After wandering around a bit – educational, as we were in the super-rich-Florence-resident area with tall gates and mansions – we found a street the map said would lead us to the other spot. Little did we know that the street we took would go almost all the way back down, with the pedestrian path often being no more than a non-pavement area near the fortress that little spindly trees took over. But it was scenic and interesting! Then all we had to do was go back up again, but at least there were stairs this time. And then we were suddenly on a large overlook on Monte Alle Croci, with vendors and restaurants and a bronze recast of the David. Quite a difference from the remote-on-purpose hills that we had just left! And the view was great and FREE! The ice cream prices weren’t half bad either so we got a lemon Frigo product (actually Algida here, and Miko in France, but still the same great stuff) and enjoyed seeing the whole of the city after hiking around some backroads in Florence. As an added bonus, there was a big church (San Miniato al Monte) and a huge cemetery at the top as well, which is apparently where the author of Pinocchio is buried. We didn’t see (or at least recognize) his grave but there were tons there, each of them pretty interesting, ranging from relatively small ones to huge family mausoleums that were practically mini-cathedrals (some even styled like the Duomo!). A very impressive find overall, and no admission except for the 60 cents I had to pay to use the bathrooms (boooo…but at least they were clean unlike some of the smelly ones we passed).
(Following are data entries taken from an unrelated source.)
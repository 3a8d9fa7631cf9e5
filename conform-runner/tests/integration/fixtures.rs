// Copyright (c) The conform Contributors
// SPDX-License-Identifier: MIT OR Apache-2.0

use conform_runner::{
    descriptor::{TestInfo, TestMetadata},
    outcome::{TestError, TestResult},
    registry::{Registry, TestId},
    reporter::{TestEvent, TestEventKind},
    runner::{Environment, RunOptions, RunState, TestRunnerBuilder},
    test_filter::RunFilter,
};
use std::time::Duration;

/// An environment that records every hook and body invocation.
#[derive(Debug, Default)]
pub(crate) struct RecordingEnv {
    pub(crate) calls: Vec<String>,
    pub(crate) connections: Vec<(String, u32)>,
    pub(crate) current_connection: Option<u32>,
    pub(crate) fail_shut_down: bool,
}

impl RecordingEnv {
    pub(crate) fn with_connections(labels: &[&str]) -> Self {
        Self {
            connections: labels
                .iter()
                .zip(1..)
                .map(|(label, handle)| ((*label).to_owned(), handle))
                .collect(),
            ..Self::default()
        }
    }

    pub(crate) fn bodies(&self) -> Vec<&str> {
        self.calls
            .iter()
            .filter_map(|call| call.strip_prefix("body:"))
            .collect()
    }
}

impl Environment for RecordingEnv {
    type Connection = u32;

    fn start_up(&mut self) -> Result<(), TestError> {
        self.calls.push("start_up".to_owned());
        Ok(())
    }

    fn shut_down(&mut self) -> Result<(), TestError> {
        self.calls.push("shut_down".to_owned());
        if self.fail_shut_down {
            Err(TestError::fail("could not remove scratch directory"))
        } else {
            Ok(())
        }
    }

    fn secondary_connections(&self) -> Vec<(String, u32)> {
        self.connections.clone()
    }

    fn set_secondary_connection(&mut self, connection: Option<u32>) {
        self.current_connection = connection;
    }
}

pub(crate) fn meta(code: &str, flags: &[&str], depends: &[&str]) -> TestMetadata {
    TestMetadata::new()
        .summary(format!("Checks {code}"))
        .flags(flags.iter().copied())
        .code(code)
        .depends(depends.iter().copied())
}

/// A body that records itself and passes.
pub(crate) fn pass(info: &TestInfo<'_>, env: &mut RecordingEnv) -> Result<(), TestError> {
    record(info, env);
    Ok(())
}

/// A body that records itself and fails.
pub(crate) fn fail(info: &TestInfo<'_>, env: &mut RecordingEnv) -> Result<(), TestError> {
    record(info, env);
    Err(TestError::fail(format!("{} returned NFS4ERR_INVAL", info.code)))
}

/// A body that records itself and warns.
pub(crate) fn warn(info: &TestInfo<'_>, env: &mut RecordingEnv) -> Result<(), TestError> {
    record(info, env);
    Err(TestError::pass_warn("expected NFS4ERR_NOENT"))
}

/// A body that records itself and reports the feature as unsupported.
pub(crate) fn unsupported(info: &TestInfo<'_>, env: &mut RecordingEnv) -> Result<(), TestError> {
    record(info, env);
    Err(TestError::fail_support("delegations not supported"))
}

/// A body that records itself, then sleeps.
pub(crate) fn slow(
    duration: Duration,
    outcome: fn(&TestInfo<'_>, &mut RecordingEnv) -> Result<(), TestError>,
) -> impl Fn(&TestInfo<'_>, &mut RecordingEnv) -> Result<(), TestError> + 'static {
    move |info: &TestInfo<'_>, env: &mut RecordingEnv| {
        std::thread::sleep(duration);
        outcome(info, env)
    }
}

pub(crate) fn record(info: &TestInfo<'_>, env: &mut RecordingEnv) {
    env.calls.push(format!("body:{}", info.code));
}

/// Runs the given codes in order and returns the final state plus every event.
pub(crate) fn run(
    registry: &Registry<RecordingEnv>,
    options: RunOptions,
    filter: &dyn RunFilter<RecordingEnv>,
    codes: &[&str],
    env: &mut RecordingEnv,
) -> (RunState, Vec<TestEvent>) {
    let ids = ids(registry, codes);
    let mut events = Vec::new();
    let mut builder = TestRunnerBuilder::default();
    builder.set_options(options);
    let mut runner = builder.build(registry, filter, |event| events.push(event));
    runner.run_all(&ids, env).expect("run is not interrupted");
    let state = runner.into_state();
    (state, events)
}

pub(crate) fn ids(registry: &Registry<RecordingEnv>, codes: &[&str]) -> Vec<TestId> {
    codes
        .iter()
        .map(|code| {
            registry
                .by_code(code)
                .unwrap_or_else(|| panic!("{code} is registered"))
        })
        .collect()
}

pub(crate) fn result<'a>(
    registry: &Registry<RecordingEnv>,
    state: &'a RunState,
    code: &str,
) -> &'a TestResult {
    state.result(ids(registry, &[code])[0])
}

pub(crate) fn finished_codes(events: &[TestEvent]) -> Vec<String> {
    events
        .iter()
        .filter_map(|event| match &event.kind {
            TestEventKind::TestFinished { code, .. } => Some(code.clone()),
            _ => None,
        })
        .collect()
}
// Copyright (c) The conform Contributors
// SPDX-License-Identifier: MIT OR Apache-2.0

use crate::outcome::TestError;

/// The collaborator that test bodies run against.
///
/// An environment owns whatever the suite needs to talk to the system under test: connections,
/// scratch directories, credentials. The runner only drives its lifecycle hooks.
///
/// Every hook has a default no-op implementation.
pub trait Environment {
    /// A handle to a secondary connection, used by multiconn tests.
    type Connection;

    /// Called once before any test runs.
    fn init(&mut self) -> Result<(), TestError> {
        Ok(())
    }

    /// Called once after the last test has run.
    fn finish(&mut self) -> Result<(), TestError> {
        Ok(())
    }

    /// Called before each test body. An error here is classified like an error from the body.
    fn start_up(&mut self) -> Result<(), TestError> {
        Ok(())
    }

    /// Called after each test body, even if the body failed.
    ///
    /// An error here turns the test's result into a failure, whatever the body did.
    fn shut_down(&mut self) -> Result<(), TestError> {
        Ok(())
    }

    /// The secondary connections a multiconn test should iterate over, as `(label, handle)` pairs.
    fn secondary_connections(&self) -> Vec<(String, Self::Connection)> {
        Vec::new()
    }

    /// Sets or clears the secondary connection seen by test bodies.
    fn set_secondary_connection(&mut self, connection: Option<Self::Connection>) {
        let _ = connection;
    }
}
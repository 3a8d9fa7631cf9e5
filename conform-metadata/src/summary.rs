// Copyright (c) The conform Contributors
// SPDX-License-Identifier: MIT OR Apache-2.0

use crate::SummaryReadError;
use serde::{Deserialize, Serialize};
use std::io;

/// The machine-readable summary of a single conform run.
///
/// Written at the end of a run when requested. Consumers should check
/// [`format_version`](Self::format_version) before relying on the remaining fields.
#[derive(Clone, Debug, Eq, PartialEq, Deserialize, Serialize)]
#[serde(rename_all = "kebab-case")]
pub struct RunSummaryJson {
    /// The format version of this summary.
    pub format_version: u32,

    /// The total number of tests known to the suite, including multiconn variants.
    pub total_tests: usize,

    /// Per-bucket counts.
    pub counts: RunCountsJson,

    /// Results that disagreed with the curated expectation lists.
    pub unexpected: Vec<UnexpectedResultJson>,

    /// The number of unexpected results that count toward the verdict.
    pub unexpected_count: usize,

    /// Expected failures that were not observed as failures during this run.
    pub unconsumed_failures: Vec<String>,

    /// Expected warnings that were not observed as warnings during this run.
    pub unconsumed_warnings: Vec<String>,

    /// True if no unexpected results were counted.
    pub clean: bool,
}

impl RunSummaryJson {
    /// The current format version.
    pub const FORMAT_VERSION: u32 = 1;

    /// Reads a summary from the given reader.
    pub fn from_reader(reader: impl io::Read) -> Result<Self, SummaryReadError> {
        let summary: Self = serde_json::from_reader(reader).map_err(SummaryReadError::Json)?;
        if summary.format_version != Self::FORMAT_VERSION {
            return Err(SummaryReadError::UnsupportedVersion {
                found: summary.format_version,
            });
        }
        Ok(summary)
    }

    /// Reads a summary from a file on disk.
    pub fn from_path(path: impl AsRef<std::path::Path>) -> Result<Self, SummaryReadError> {
        let file = std::fs::File::open(path).map_err(SummaryReadError::Io)?;
        Self::from_reader(io::BufReader::new(file))
    }

    /// Parses a summary from a string.
    pub fn parse(input: &str) -> Result<Self, SummaryReadError> {
        Self::from_reader(input.as_bytes())
    }

    /// Writes this summary as pretty-printed JSON.
    pub fn write_to(&self, writer: impl io::Write) -> Result<(), serde_json::Error> {
        serde_json::to_writer_pretty(writer, self)
    }
}

/// Counts for each result bucket of a run.
#[derive(Clone, Copy, Debug, Default, Eq, PartialEq, Deserialize, Serialize)]
#[serde(rename_all = "kebab-case")]
pub struct RunCountsJson {
    /// Tests that were never reached, for example because the run was interrupted.
    pub not_run: usize,
    /// Tests omitted by the selection filter.
    pub omitted_by_filter: usize,
    /// Tests skipped for any other reason, such as a failed dependency.
    pub skipped: usize,
    /// Tests that failed.
    pub failed: usize,
    /// Tests that warned or reported an unsupported feature.
    pub warned: usize,
    /// Tests that passed.
    pub passed: usize,
    /// Tests that passed but exceeded the time budget.
    pub too_long: usize,
    /// Tests that failed and exceeded the time budget.
    pub too_long_failed: usize,
}

/// A single result that disagreed with the expectation lists.
#[derive(Clone, Debug, Eq, PartialEq, Deserialize, Serialize)]
#[serde(rename_all = "kebab-case")]
pub struct UnexpectedResultJson {
    /// The test code.
    pub code: String,
    /// The class of result that was observed: `failure`, `warning` or `pass`.
    pub actual: String,
    /// The class of result that was expected: `failure`, `warning` or `pass`.
    pub expected: String,
    /// True if the code is on the ignore list, so it doesn't count toward the verdict.
    pub ignored: bool,
}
Woohoo!
Surprisingly, we still had some time left, so we grabbed a pizza for lunch (medium with a small coke for 6E, pretty good deal to feed both of us…yay nontourist sections) and walked back towards the Duomo. One of the girls that had gone to Greece with me had recommended a gelato place there via facebook, so we figured we’d check it out. I am SO happy I remembered to update my facebook status this time because it was GREAT! Most of their ingredients are relatively organic or free-trade, the prices aren’t horrible, they weren’t artificially colored like a lot we’ve seen, and the flavors were delicious. At first we just got one cone with bacio, dark chocolate and nougat flavors – the dark chocolate was by far the best, although the others were delicious as well. Peter decided he needed more (we were both fighting over it haha) and went back to get a vanilla, lemon, and peach one. Again everything was fantastic and the peach tasted especially great on a hot day. Probably the best food in Florence yet!
After that we finally were on schedule to see the Accademia, and pretty disappointed to see that the line was actually not horrendously long. We were kind of hoping it would be bad so we would feel better about prebooking but oh well. I think the descriptions of the paintings in the Accademia were the most informative of the many museums we’ve gone to, sometimes even with details about the restoration of the painting – what had been painted over or changed, things like that. We were there for a special addition of Robert Mappelthorpe’s photography as well for some reason, and that was pretty cool. Of course the most popular exhibit was the David – not the plaster or bronze but the finished marble one. I thought his hands were huge, but otherwise it’s a nice thing to have I guess. Maybe I will read up more about it but knowing that it was a symbol of bravery and intelligence for the city was nice enough for now. …yep, still not really art people. But we try.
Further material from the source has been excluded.